Guidelines for effective case recording

Guidelines for effective case recording

We have seen in the foregoing discussion that social case records are an essential component of social case work practice. Case recording is not only an important practice tool and skill; it reflects the very effectiveness or lack of effectiveness of case work practice. Good records are the primary proof of quality of care; they are rather part of standards of care of and service to the clients.

It is important to follow certain guidelines so that recording remains within code of professional ethics. Guidelines are also relevant because the characters in case records do not speak for themselves. They obtain a hearing only in the translation provided by the language of the social worker. It will be worthwhile that students make note of the guidelines given below

 Stick with the facts. Recorded information should be factual, accurate, objective and necessary.

i) Factual – Describe objectively what you see, hear, smell, physical and behavioural changes.

ii) Facts and your opinions or inferences should be mentioned separately. Your hunches or opinions should not be used as facts which provide rationale for your decisions.

iii) Accurate – Document sequence of all events as they occurred. Be sure to include the who, what, where, when, the time, place, and persons involved.

iv) Complete: If you didn’t document it, it didn’t happen. Document all contacts, telephone calls, patient/family contacts and consultation with other professionals, and collaborations with other care agencies.

v) However, process of selection is important in documenting case work records. Even in process recording, principle of selection is applicable.

Experience and training goes a long way to acquiring ability to select significant information from a mass of data collected.

 Recorded information should be clear, concise, and specific.
 Clarity of language: Practitioners should use clear, specific, unambiguous, and precise wording.
 Services provided should be clearly identified.
 Assessment of the client-situation-problem/concern should be necessary component of case records. Mention treatment/problem-solving interventions provided – based on professional assessment that can be supported with evidence.

It is very risky to document conclusions with terms or phrases such as “the client was confused” or “the social worker behaved aggressively toward the client” without including supporting details. You, therefore, need to always include explanatory details that support a conclusion or assertion.

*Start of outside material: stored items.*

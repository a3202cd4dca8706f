//! OpenAI-compatible gateway implementation.
//!
//! Works with Groq, OpenAI, and any backend exposing an OpenAI-compatible
//! `/v1/chat/completions` endpoint.
//!
//! The backend's wire schema is modeled explicitly as serde structs with
//! defaulted optional fields; normalization into [`GenerationResult`] is a
//! single deserialization step followed by [`normalize`], so no response
//! shape inspection survives past this module.

use async_trait::async_trait;
use ragline_core::error::GatewayError;
use ragline_core::gateway::{Gateway, GatewayRequest, GenerationResult, ModelInfo, TokenUsage};
use serde::Deserialize;
use tracing::{debug, warn};

/// An OpenAI-compatible generation gateway.
pub struct OpenAiCompatGateway {
    name: String,
    base_url: String,
    api_key: String,
    default_model: String,
    client: reqwest::Client,
}

impl OpenAiCompatGateway {
    /// Create a new OpenAI-compatible gateway.
    pub fn new(
        name: impl Into<String>,
        base_url: impl Into<String>,
        api_key: impl Into<String>,
        default_model: impl Into<String>,
    ) -> Self {
        let client = reqwest::Client::builder()
            .timeout(std::time::Duration::from_secs(120))
            .build()
            .expect("Failed to create HTTP client");

        Self {
            name: name.into(),
            base_url: base_url.into().trim_end_matches('/').to_string(),
            api_key: api_key.into(),
            default_model: default_model.into(),
            client,
        }
    }

    /// Create a Groq gateway (convenience constructor).
    pub fn groq(api_key: impl Into<String>, default_model: impl Into<String>) -> Self {
        Self::new(
            "groq",
            "https://api.groq.com/openai/v1",
            api_key,
            default_model,
        )
    }

    /// Create an OpenAI gateway (convenience constructor).
    pub fn openai(api_key: impl Into<String>, default_model: impl Into<String>) -> Self {
        Self::new(
            "openai",
            "https://api.openai.com/v1",
            api_key,
            default_model,
        )
    }

    /// Build the JSON request body, folding in passthrough options.
    fn to_api_body(&self, request: &GatewayRequest) -> serde_json::Value {
        let model = request
            .model
            .clone()
            .unwrap_or_else(|| self.default_model.clone());

        let mut body = serde_json::json!({
            "model": model,
            "messages": request.messages,
            "temperature": request.temperature,
            "stream": false,
        });

        if let Some(max_tokens) = request.max_tokens {
            body["max_tokens"] = serde_json::json!(max_tokens);
        }

        // Passthrough options land beside the known fields, never over them.
        if let Some(obj) = body.as_object_mut() {
            for (key, value) in &request.options {
                obj.entry(key.clone()).or_insert_with(|| value.clone());
            }
        }

        body
    }
}

/// Normalize a parsed wire response into the canonical result.
///
/// Always takes the first choice. Missing usage becomes zeroed usage,
/// a missing finish reason becomes `"stop"`, and a missing model name
/// falls back to the requested one: the invariant is that callers never
/// see a partially populated result.
fn normalize(
    response: ApiResponse,
    requested_model: &str,
) -> Result<GenerationResult, GatewayError> {
    let choice = response
        .choices
        .into_iter()
        .next()
        .ok_or(GatewayError::EmptyResponse)?;

    let usage = response
        .usage
        .map(|u| TokenUsage {
            prompt_tokens: u.prompt_tokens,
            completion_tokens: u.completion_tokens,
            total_tokens: u.total_tokens,
        })
        .unwrap_or_default();

    Ok(GenerationResult {
        text: choice.message.content.unwrap_or_default(),
        finish_reason: choice.finish_reason.unwrap_or_else(|| "stop".into()),
        usage,
        model_name: response
            .model
            .unwrap_or_else(|| requested_model.to_string()),
    })
}

#[async_trait]
impl Gateway for OpenAiCompatGateway {
    fn name(&self) -> &str {
        &self.name
    }

    async fn complete(
        &self,
        request: GatewayRequest,
    ) -> std::result::Result<GenerationResult, GatewayError> {
        let url = format!("{}/chat/completions", self.base_url);
        let requested_model = request
            .model
            .clone()
            .unwrap_or_else(|| self.default_model.clone());
        let body = self.to_api_body(&request);

        debug!(gateway = %self.name, model = %requested_model, "Sending completion request");

        let response = self
            .client
            .post(&url)
            .header("Authorization", format!("Bearer {}", self.api_key))
            .header("Content-Type", "application/json")
            .json(&body)
            .send()
            .await
            .map_err(|e| GatewayError::BackendFailure(e.to_string()))?;

        let status = response.status().as_u16();
        if status != 200 {
            let error_body = response.text().await.unwrap_or_default();
            warn!(status, body = %error_body, "Backend returned error");
            return Err(GatewayError::BackendFailure(format!(
                "status {status}: {error_body}"
            )));
        }

        let api_response: ApiResponse = response
            .json()
            .await
            .map_err(|e| GatewayError::BackendFailure(format!("malformed response: {e}")))?;

        normalize(api_response, &requested_model)
    }

    async fn list_models(&self) -> Vec<ModelInfo> {
        let url = format!("{}/models", self.base_url);
        let response = match self
            .client
            .get(&url)
            .header("Authorization", format!("Bearer {}", self.api_key))
            .send()
            .await
        {
            Ok(r) => r,
            Err(e) => {
                warn!(gateway = %self.name, error = %e, "Model listing failed");
                return Vec::new();
            }
        };

        if !response.status().is_success() {
            return Vec::new();
        }

        let body: ModelListResponse = match response.json().await {
            Ok(b) => b,
            Err(_) => return Vec::new(),
        };

        body.data
            .into_iter()
            .map(|m| ModelInfo {
                id: m.id,
                owned_by: if m.owned_by.is_empty() {
                    self.name.clone()
                } else {
                    m.owned_by
                },
            })
            .collect()
    }

    async fn health_check(&self) -> bool {
        let url = format!("{}/models", self.base_url);
        match self
            .client
            .get(&url)
            .header("Authorization", format!("Bearer {}", self.api_key))
            .send()
            .await
        {
            Ok(r) => r.status().is_success(),
            Err(_) => false,
        }
    }
}

// --- Wire schema (internal) ---

#[derive(Debug, Deserialize)]
struct ApiResponse {
    #[serde(default)]
    model: Option<String>,
    #[serde(default)]
    choices: Vec<ApiChoice>,
    #[serde(default)]
    usage: Option<ApiUsage>,
}

#[derive(Debug, Deserialize)]
struct ApiChoice {
    message: ApiChoiceMessage,
    #[serde(default)]
    finish_reason: Option<String>,
}

#[derive(Debug, Deserialize)]
struct ApiChoiceMessage {
    #[serde(default)]
    content: Option<String>,
}

#[derive(Debug, Deserialize)]
struct ApiUsage {
    #[serde(default)]
    prompt_tokens: u32,
    #[serde(default)]
    completion_tokens: u32,
    #[serde(default)]
    total_tokens: u32,
}

#[derive(Debug, Deserialize)]
struct ModelListResponse {
    #[serde(default)]
    data: Vec<ModelEntry>,
}

#[derive(Debug, Deserialize)]
struct ModelEntry {
    id: String,
    #[serde(default)]
    owned_by: String,
}
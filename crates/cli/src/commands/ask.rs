//! `ragline ask`: run one question through the two-stage pipeline.

use std::path::PathBuf;
use std::sync::Arc;

use ragline_config::AppConfig;
use ragline_pipeline::{ConversationMemory, ResponsePipeline};

pub async fn run(
    question: String,
    passages_path: Option<PathBuf>,
    show_draft: bool,
) -> Result<(), Box<dyn std::error::Error>> {
    let config = AppConfig::load()?;
    let gateway = Arc::new(super::build_gateway(&config)?);

    let passages = match passages_path {
        Some(path) => load_passages(&path)?,
        None => Vec::new(),
    };

    if passages.is_empty() {
        println!("(no passages supplied: answering without document context)");
    } else {
        println!("Grounding in {} passage(s)", passages.len());
    }

    let memory = Arc::new(ConversationMemory::from_config(&config.memory));
    let pipeline = ResponsePipeline::new(gateway, memory, &config);

    let result = pipeline.process_query(&question, &passages, &[]).await?;

    if show_draft {
        println!();
        println!("── draft ──");
        println!("{}", result.first_stage_response);
    }

    println!();
    println!("{}", result.final_response);

    Ok(())
}

/// Read passages from a file, one per blank-line-separated block.
fn load_passages(path: &PathBuf) -> Result<Vec<String>, Box<dyn std::error::Error>> {
    let content = std::fs::read_to_string(path)
        .map_err(|e| format!("Failed to read {}: {e}", path.display()))?;

    Ok(content
        .split("\n\n")
        .map(str::trim)
        .filter(|block| !block.is_empty())
        .map(str::to_string)
        .collect())
}

#[cfg(test)]
mod tests {
    use super::*;

    #[test]
    fn passages_split_on_blank_lines() {
        let dir = std::env::temp_dir().join("ragline-ask-test");
        std::fs::create_dir_all(&dir).unwrap();
        let path = dir.join("passages.txt");
        std::fs::write(&path, "First passage.\n\nSecond passage.\n\n\n").unwrap();

        let passages = load_passages(&path).unwrap();
        assert_eq!(passages, vec!["First passage.", "Second passage."]);
    }

    #[test]
    fn missing_passage_file_is_a_readable_error() {
        let err = load_passages(&PathBuf::from("/nonexistent/passages.txt")).unwrap_err();
        assert!(err.to_string().contains("/nonexistent/passages.txt"));
    }
}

 Timely : Records should be written down when the worker’s memory is clear of the events. Few social workers relish the task of documentation, whether for clinical, supervisory, management, or administrative purposes. Documentation takes time and often looms as an onerous task—a necessary evil associated with professional life. As a result, social workers sometimes put off documenting their observations, decisions and actions. Delayed documentation can compromise the credibility of social workers’ claims about what is reflected in the notes.

 Avoiding advance Documentation. In an effort to save time and expedite documentation, social workers occasionally record notes in advance of an intervention or event. Sometimes, however, the planned interventions or events do not occur or unfold differently than expected. The prematurely recorded notes would therefore be not accurately reflect what happened and thus would undermine the social worker’s credibility.

 Do not air agency’s dirty laundry. Details concerning understaffed programs or personal opinions about the competence of a colleague do not belong in a client’s record.

 Ensure confidentiality of records, whether stored as paper files or as electronic data. Some social workers maintain separate records for sensitive information that must be protected and joint files for more routine assessments and summaries of services provided. For example, a social worker who provides an individual counselling session to one member of a couple, as a supplement to counselling the couple, can create a separate file for that client in which private issues, such as a report of struggles with sexual orientation, family violence, or substance abuse, are recorded. In the couple’s joint file, the social worker would record the fact that they sought marital counselling to address “relationship issues.” Maintaining separate records in these circumstances may help the social worker protect each individual client in the event that a dispute arises, for example, a child custody dispute or divorce.

 Records should reflect the worker’s competence, thoughtfulness, decision-making ability, and capacity to weigh available options, rationale for treatment selection and knowledge of clinically, ethically and legally relevant matters. These should also help in identifying the worker’s errors so that the same may be rectified.

 Do not alter records if hindsight brings up some gaps or errors in practice.